The word yalata is said to be from an Aboriginal language, meaning "oyster place" (or "shellfish"). (Note: Yatala Reef lies off Fowlers Bay, named after the Yatala, a schooner used to deliver supplies to the west coast in the late 1830s and early 1840s.)

===European exploration===
The coastline around Fowlers Bay was first mapped in 1627 by François Thijssen, a Dutch sea captain, on his ship t Gulden Zeepard (Golden Seahorse). The bay was named on 28 January 1802 by Matthew Flinders after his first lieutenant, Robert Fowler, as he was reconfirming the Dutch mapping of the coast and naming features along the way, in the Investigator. He found a couple of islands charted by Thijssen and named the group Nuyts Archipelago.

Edward John Eyre set up base camp here from November 1840 during his epic journeys across the Nullarbor Plain, receiving supplies at Eyre's Landing. By this time the area was well known to American and French whaling ships; Eyre documents seeing whalers in the area. A government ship landed at the bay to bring him supplies.

Whaling ships visited the port in the 1800s, and whales were brought onto the beach for processing.

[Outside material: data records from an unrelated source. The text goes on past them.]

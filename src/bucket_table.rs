//! Fixed open-addressing hash bucket table: `buckets * entries_per_bucket`
//! fixed-width slots, bucket selected from the first 4 bytes of the
//! content hash, linear probing within the bucket on collision (§4.4).

use crate::chunk_cache::HashEntryChunkCache;
use crate::error::ActionError;
use crate::types::HashEntryView;
use crate::volume::StripedVolume;
use anyhow::Result;

/// One occupied slot surfaced by `iterate`/`lookup`: its global entry
/// index plus the fields callers typically want without re-opening the
/// view.
#[derive(Debug, Clone)]
pub struct FoundEntry {
    pub index: usize,
    pub hash: Vec<u8>,
    pub chunk: u64,
    pub offset: u64,
    pub len: u64,
    pub ts_creation: u64,
    pub flags: u32,
    pub mime: String,
    pub name: String,
    pub encoding: String,
}

pub struct BucketTable;

impl BucketTable {
    /// Finds the occupied slot, if any, carrying `hash` exactly.
    pub fn lookup(
        cache: &mut HashEntryChunkCache,
        vol: &mut StripedVolume,
        hash: &[u8],
    ) -> Result<Option<FoundEntry>> {
        let geom = *cache.geometry();
        let bucket = geom.bucket_of(hash);
        let base = bucket * geom.entries_per_bucket;
        for i in 0..geom.entries_per_bucket {
            let index = base + i;
            let raw = cache.entry_at(vol, index)?;
            let view = HashEntryView::new(geom.hlen, raw);
            if view.is_vacant() {
                continue;
            }
            if view.hash() == hash {
                return Ok(Some(to_found(index, &view)));
            }
        }
        Ok(None)
    }

    /// Inserts a new entry for `hash` into its bucket's first vacant
    /// slot. Fails with `ActionError::Duplicate` if `hash` is already
    /// present, or `ActionError::BucketFull` if every slot in the
    /// bucket is occupied by a different hash.
    #[allow(clippy::too_many_arguments)]
    pub fn add(
        cache: &mut HashEntryChunkCache,
        vol: &mut StripedVolume,
        hash: &[u8],
        chunk: u64,
        offset: u64,
        len: u64,
        ts_creation: u64,
        flags: u32,
        mime: &str,
        name: &str,
        encoding: &str,
    ) -> Result<()> {
        let geom = *cache.geometry();
        let bucket = geom.bucket_of(hash);
        let base = bucket * geom.entries_per_bucket;
        let mut vacant_index = None;

        for i in 0..geom.entries_per_bucket {
            let index = base + i;
            let raw = cache.entry_at(vol, index)?;
            let view = HashEntryView::new(geom.hlen, raw);
            if view.is_vacant() {
                if vacant_index.is_none() {
                    vacant_index = Some(index);
                }
                continue;
            }
            if view.hash() == hash {
                return Err(ActionError::Duplicate.into());
            }
        }

        let index = vacant_index.ok_or(ActionError::BucketFull)?;
        let raw = cache.entry_at(vol, index)?;
        let mut view = HashEntryView::new(geom.hlen, raw);
        view.set_hash(hash);
        view.set_chunk(chunk);
        view.set_offset(offset);
        view.set_len(len);
        view.set_ts_creation(ts_creation);
        view.set_flags(flags);
        view.set_mime(mime);
        view.set_name(name);
        view.set_encoding(encoding);
        cache.mark_dirty(index);
        Ok(())
    }

    /// Clears the `hash` field of the slot carrying `hash`, leaving
    /// every other field untouched on disk (§9 open question: removed
    /// entries are never read back by their stale fields).
    pub fn remove(cache: &mut HashEntryChunkCache, vol: &mut StripedVolume, hash: &[u8]) -> Result<()> {
        let geom = *cache.geometry();
        let bucket = geom.bucket_of(hash);
        let base = bucket * geom.entries_per_bucket;
        for i in 0..geom.entries_per_bucket {
            let index = base + i;
            let raw = cache.entry_at(vol, index)?;
            let mut view = HashEntryView::new(geom.hlen, raw);
            if view.is_vacant() {
                continue;
            }
            if view.hash() == hash {
                view.clear_hash();
                cache.mark_dirty(index);
                return Ok(());
            }
        }
        Err(ActionError::NoSuchHash.into())
    }

    /// Returns every occupied slot across the whole table, in bucket
    /// then in-bucket order, for `ls`/`info`.
    pub fn iterate(cache: &mut HashEntryChunkCache, vol: &mut StripedVolume) -> Result<Vec<FoundEntry>> {
        let geom = *cache.geometry();
        let mut found = Vec::new();
        for index in 0..geom.nb_entries() {
            let raw = cache.entry_at(vol, index)?;
            let view = HashEntryView::new(geom.hlen, raw);
            if !view.is_vacant() {
                found.push(to_found(index, &view));
            }
        }
        Ok(found)
    }

    /// Global entry index of the occupied slot carrying `hash`, if any.
    /// Exposed so callers that need to mutate a field in place (e.g.
    /// `set-default`/`clear-default` flipping the flags byte) don't
    /// have to re-implement the bucket probe.
    pub fn find_index(cache: &mut HashEntryChunkCache, vol: &mut StripedVolume, hash: &[u8]) -> Result<Option<usize>> {
        let geom = *cache.geometry();
        let bucket = geom.bucket_of(hash);
        let base = bucket * geom.entries_per_bucket;
        for i in 0..geom.entries_per_bucket {
            let index = base + i;
            let raw = cache.entry_at(vol, index)?;
            let view = HashEntryView::new(geom.hlen, raw);
            if view.is_vacant() {
                continue;
            }
            if view.hash() == hash {
                return Ok(Some(index));
            }
        }
        Ok(None)
    }

    /// Overwrites the flags field of entry `index` in place.
    pub fn set_flags_at(cache: &mut HashEntryChunkCache, vol: &mut StripedVolume, index: usize, flags: u32) -> Result<()> {
        let hlen = cache.geometry().hlen;
        let raw = cache.entry_at(vol, index)?;
        let mut view = HashEntryView::new(hlen, raw);
        view.set_flags(flags);
        cache.mark_dirty(index);
        Ok(())
    }
}

fn to_found(index: usize, view: &HashEntryView) -> FoundEntry {
    FoundEntry {
        index,
        hash: view.hash().to_vec(),
        chunk: view.chunk(),
        offset: view.offset(),
        len: view.len(),
        ts_creation: view.ts_creation(),
        flags: view.flags(),
        mime: crate::types::fixed_str_to_string(view.mime()),
        name: crate::types::fixed_str_to_string(view.name()),
        encoding: crate::types::fixed_str_to_string(view.encoding()),
    }
}

#[cfg(test)]
mod tests {
    use super::*;
    use crate::disk::Disk;
    use crate::types::{HtableGeometry, StripeMode};
    use std::io::Write as _;

    fn make_disk(size: u64) -> Disk {
        let mut tmp = tempfile::NamedTempFile::new().unwrap();
        tmp.write_all(&vec![0_u8; size as usize]).unwrap();
        let (file, path) = tmp.keep().unwrap();
        drop(file);
        Disk::open(&path).unwrap()
    }

    fn make_env() -> (StripedVolume, HashEntryChunkCache) {
        let disk = make_disk(256 * 4096);
        let vol = StripedVolume::new(vec![disk], 4096, StripeMode::Independent, 256);
        let entry_size = HashEntryView::entry_size(32);
        let geom = HtableGeometry {
            htable_ref: 2,
            htable_bak_ref: 0,
            htable_len: 16,
            entries_per_chunk: 4096 / entry_size,
            entry_size,
            buckets: 8,
            entries_per_bucket: 4,
            hlen: 32,
        };
        (vol, HashEntryChunkCache::new(geom))
    }

    #[test]
    fn add_lookup_remove_roundtrip() {
        let (mut vol, mut cache) = make_env();
        let hash = [3_u8; 32];
        BucketTable::add(&mut cache, &mut vol, &hash, 10, 0, 42, 1000, 0, "text/plain", "foo", "").unwrap();

        let found = BucketTable::lookup(&mut cache, &mut vol, &hash).unwrap().unwrap();
        assert_eq!(found.chunk, 10);
        assert_eq!(found.len, 42);
        assert_eq!(found.name, "foo");

        BucketTable::remove(&mut cache, &mut vol, &hash).unwrap();
        assert!(BucketTable::lookup(&mut cache, &mut vol, &hash).unwrap().is_none());
    }

    #[test]
    fn duplicate_add_rejected() {
        let (mut vol, mut cache) = make_env();
        let hash = [5_u8; 32];
        BucketTable::add(&mut cache, &mut vol, &hash, 1, 0, 1, 1, 0, "", "a", "").unwrap();
        let err = BucketTable::add(&mut cache, &mut vol, &hash, 2, 0, 1, 1, 0, "", "b", "").unwrap_err();
        assert!(err.downcast_ref::<ActionError>().is_some());
    }

    #[test]
    fn bucket_full_rejected() {
        let (mut vol, mut cache) = make_env();
        let geom = *cache.geometry();
        let bucket = 3_usize;
        for i in 0..geom.entries_per_bucket {
            let mut hash = [0_u8; 32];
            hash[0..4].copy_from_slice(&(bucket as u32).to_le_bytes());
            hash[4] = i as u8 + 1;
            BucketTable::add(&mut cache, &mut vol, &hash, i as u64, 0, 1, 1, 0, "", "x", "").unwrap();
        }
        let mut overflow_hash = [0_u8; 32];
        overflow_hash[0..4].copy_from_slice(&(bucket as u32).to_le_bytes());
        overflow_hash[4] = 99;
        let err = BucketTable::add(&mut cache, &mut vol, &overflow_hash, 9, 0, 1, 1, 0, "", "y", "").unwrap_err();
        assert!(matches!(err.downcast_ref::<ActionError>(), Some(ActionError::BucketFull)));
    }
}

===Settlement and naming===
In the 1860s, the first pastoral leases were established by William Swan and Robert Barr Smith, forming Yalata station (they called it Yatala run), a farming property whose boundaries extended from the Head of the Bight (Nullarbor Plain) in the west to Point Brown near Streaky Bay in the east. The station's first buildings were on the beach at Port Eyre. The 5000 ha sheep station's homestead, now a ruin, was built in 1880 on a high hill around 10 km inland from Fowlers Bay. The huge sheep station ran up to 120,000 sheep at times.

An unofficial post office was opened in 1865, and the first three postmasters were also policemen. The town was first surveyed in 1867, and resurveyed in March 1890 and proclaimed as the "Town of Yalata" on 10 July 1890. The Nomenclature Committee recommended its renaming to "Tarombo", the name used by local Aboriginal people for a nearby well, to avoid confusion, but its name was changed to Fowler's Bay on 19 September 1940 to agree with the bay and to prevent dual naming. (Yalata now refers to a nearby township.)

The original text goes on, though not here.